We must look at the arrangement
of the books before we can go further. And first, have we any authoritative
arrangement of the books? The question may seem strange to not a few of us. A
reader simply of the English Bible finds, in these days of printing and
uniformity of copies, one invariable order of books, which he naturally
supposes, therefore, has been from the beginning. He would be very likely to
consider any interference with this an act of rashness and an infringement upon
the sacred character of the book. On the other hand, the reader of the Hebrew
Bible finds an order different in many respects. The Septuagint has another,
although in most respects similar to the English one, which is derived from it.
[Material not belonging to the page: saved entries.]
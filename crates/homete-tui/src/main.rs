use std::path::PathBuf;

use anyhow::{Context, Result};
use clap::Parser;
use homete_core::{Config, GatewaySettings, GeminiClient};
use tracing::info;
use tracing_appender::non_blocking::WorkerGuard;
use tracing_subscriber::EnvFilter;

mod app;
mod handler;
mod markdown;
mod tui;
mod ui;

use app::App;
use tui::EventHandler;

#[derive(Parser, Debug)]
#[command(name = "homete")]
#[command(version, about = "Terminal chat that praises whatever you send it")]
struct Cli {
    /// Gemini API key
    #[arg(long, env = "GEMINI_API_KEY", hide_env_values = true)]
    api_key: Option<String>,

    /// Model used for text messages
    #[arg(long)]
    text_model: Option<String>,

    /// Model used for images
    #[arg(long)]
    vision_model: Option<String>,

    /// Gemini API base URL
    #[arg(long, env = "HOMETE_BASE_URL")]
    base_url: Option<String>,

    /// Config file (defaults to <config dir>/homete/config.json)
    #[arg(long)]
    config: Option<PathBuf>,
}

impl Cli {
    fn overrides(&self) -> Config {
        Config {
            api_key: self.api_key.clone(),
            text_model: self.text_model.clone(),
            vision_model: self.vision_model.clone(),
            base_url: self.base_url.clone(),
        }
    }
}

/// Log to a file; stderr belongs to the terminal UI
fn init_logging() -> Result<WorkerGuard> {
    let log_dir = dirs::cache_dir()
        .map(|dir| dir.join("homete"))
        .unwrap_or_else(|| PathBuf::from("."));
    std::fs::create_dir_all(&log_dir)
        .with_context(|| format!("Failed to create log directory {}", log_dir.display()))?;

    let file_appender = tracing_appender::rolling::never(&log_dir, "homete.log");
    let (non_blocking, guard) = tracing_appender::non_blocking(file_appender);
    let filter = EnvFilter::try_from_default_env()
        .unwrap_or_else(|_| EnvFilter::new("homete_core=info,homete_tui=info"));

    tracing_subscriber::fmt()
        .with_writer(non_blocking)
        .with_ansi(false)
        .with_env_filter(filter)
        .init();

    Ok(guard)
}

#[tokio::main]
async fn main() -> Result<()> {
    let cli = Cli::parse();
    let _log_guard = init_logging()?;

    let file_config = match &cli.config {
        Some(path) => Config::load_from(path)?,
        None => Config::load()?,
    };
    let settings = GatewaySettings::resolve(cli.overrides(), file_config)?;
    info!(?settings, "starting homete");

    let mut app = App::new(GeminiClient::new(settings));

    tui::install_panic_hook();
    let mut terminal = tui::init()?;
    let result = run(&mut terminal, &mut app).await;
    tui::restore()?;

    info!(entries = app.controller.len(), "exiting");
    result
}

async fn run(terminal: &mut tui::Tui, app: &mut App) -> Result<()> {
    let mut events = EventHandler::new();

    while !app.should_quit {
        terminal.draw(|frame| ui::render(app, frame))?;

        match events.next().await {
            Some(event) => handler::handle_event(app, event).await?,
            None => break,
        }
    }

    Ok(())
}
This, of course, affects only the Old Testament. But in the New Testament also
the Greek copies show, as is well known, many minor variations in order,
although these are confined to the epistles.
To return to the Old
Testament, the Hebrew arrangement would seem to have the first claim to be
considered, the more so that we find its threefold division into "Law,
Prophets, and Writings," apparently recognized by our Lord Himself, in Luke
xxiv. 44, as "the law of Moses, the prophets, and the psalms." This inverts the
order, let it be noted, of our books, putting the prophets before the psalms.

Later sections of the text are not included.